Silver Quinn permanecia inconsciente sobre a dura esteira. O seu irmão Cameron encontrava-se junto dele, em silêncio. A porta da cabana abriu-se, dando passagem a outros dois componentes do bando. Cameron, dirigindo-se a eles, perguntou-lhes:
— Como feriram Silver?
— Foi no regresso de Trindade. Para encurtar terreno, atravessámos pelo «rancho» de um tal Jenning Lawer. Bacher não quis desaproveitar a oportunidade e decidiu que fizéssemos uma visita ao «rancheiro». Os malvados vaqueiros receberam-nos com fogo e chumbo... Parecia que estavam à nossa espera. Antes de que pudéssemos reagir, o teu irmão e Bacher ficaram feridos. Tivemos de fugir como coiotes, perseguidos por uma chusma de vaqueiros que não nos deram trégua durante milhas; creio que foi por isso que o teu irmão piorou. A ferida, a princípio, não era grave, mas passaram-se muitas horas sem que o pudéssemos tratar. E, se os vaqueiros não se tivessem cansado, a estas horas não estaria aqui nenhum de nós.

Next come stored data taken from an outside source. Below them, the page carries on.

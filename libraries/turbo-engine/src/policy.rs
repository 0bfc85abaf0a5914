//! Restart policy for engine instances.

use std::time::Duration;
use turbo_core::config::EngineSettings;

/// Exponential restart backoff with a restart budget.
#[derive(Debug, Clone, Copy, PartialEq, Eq)]
pub struct RestartPolicy {
    /// Backoff before the first restart
    pub initial: Duration,

    /// Backoff ceiling
    pub max: Duration,

    /// Restarts allowed before the role is degraded
    pub max_restarts: u32,

    /// Consecutive failed health checks that trigger a restart
    pub failure_threshold: u32,
}

impl RestartPolicy {
    pub fn from_settings(settings: &EngineSettings) -> Self {
        Self {
            initial: settings.backoff_initial(),
            max: settings.backoff_max(),
            max_restarts: settings.max_restarts,
            failure_threshold: settings.failure_threshold.max(1),
        }
    }

    /// Backoff before restart number `restart` (1-based): initial * 2^(restart-1), capped
    pub fn backoff_for(&self, restart: u32) -> Duration {
        let exponent = restart.saturating_sub(1).min(31);
        self.initial
            .checked_mul(1u32 << exponent)
            .unwrap_or(self.max)
            .min(self.max)
    }

    /// Whether another restart is allowed after `restart_count` restarts
    pub fn can_restart(&self, restart_count: u32) -> bool {
        restart_count < self.max_restarts
    }

    /// Whether `consecutive_failures` warrants a restart
    pub fn should_restart(&self, consecutive_failures: u32) -> bool {
        consecutive_failures >= self.failure_threshold
    }
}

#[cfg(test)]
mod tests {
    use super::*;
    use proptest::prelude::*;

    fn policy() -> RestartPolicy {
        RestartPolicy {
            initial: Duration::from_secs(1),
            max: Duration::from_secs(60),
            max_restarts: 5,
            failure_threshold: 3,
        }
    }

    #[test]
    fn backoff_doubles_until_ceiling() {
        let policy = policy();
        assert_eq!(policy.backoff_for(1), Duration::from_secs(1));
        assert_eq!(policy.backoff_for(2), Duration::from_secs(2));
        assert_eq!(policy.backoff_for(3), Duration::from_secs(4));
        assert_eq!(policy.backoff_for(7), Duration::from_secs(60));
        assert_eq!(policy.backoff_for(u32::MAX), Duration::from_secs(60));
    }

    #[test]
    fn restart_budget() {
        let policy = policy();
        assert!(policy.can_restart(0));
        assert!(policy.can_restart(4));
        assert!(!policy.can_restart(5));
    }

    #[test]
    fn threshold() {
        let policy = policy();
        assert!(!policy.should_restart(2));
        assert!(policy.should_restart(3));
    }

    proptest! {
        #[test]
        fn backoff_is_monotonic_and_bounded(
            initial_ms in 1u64..10_000,
            max_ms in 1u64..600_000,
            restart in 1u32..64,
        ) {
            let policy = RestartPolicy {
                initial: Duration::from_millis(initial_ms),
                max: Duration::from_millis(max_ms),
                max_restarts: 10,
                failure_threshold: 1,
            };

            let current = policy.backoff_for(restart);
            let next = policy.backoff_for(restart + 1);

            prop_assert!(next >= current);
            prop_assert!(current <= policy.max);
        }
    }
}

— Os Lawer! — resmungou Cameron entre dentes. — Malditos sejam os Lawer! Hão de lembrar-se de mim! — exclamou, dirigindo-se à porta. Antes de sair, voltou--se para o companheiro e disse-lhe: — Não deixes o meu irmão sozinho, Peter. Eu não me demoro.
Cameron estava furioso e parecia disposto a cometer uma barbaridade. A sua primeira intenção foi a de se dirigir diretamente à cabana que James Lawer ocupava, mas depois, mudando de ideias, encaminhou-se para a de Bacher. Widmar, que rondava pelas imediações, ao vê-lo sair, interpôs-se-lhe no caminho e perguntou-lhe:
— Aonde vais, Cameron?
— Tenho de falar com o chefe — respondeu o bandido, com nervosismo.
— O chefe está a dormir. A ferida do ombro fê-lo perder muito sangue e não pode ser incomodado. Diz-me o que queres e eu comunicar-lhe-ei depois.
— Sabes quem feriu o meu irmão e Bacher? — perguntou Cameron, com voz alterada.
Widmar assentiu lentamente sem afastar a vista do homem que tinha à sua frente.
— Que queres dizer com isso, Cameron?
— Será que ainda não percebeste, velho idiota? Não te recordas já do nome do rapaz ferido? — perguntou Cameron, elevando o tom de voz.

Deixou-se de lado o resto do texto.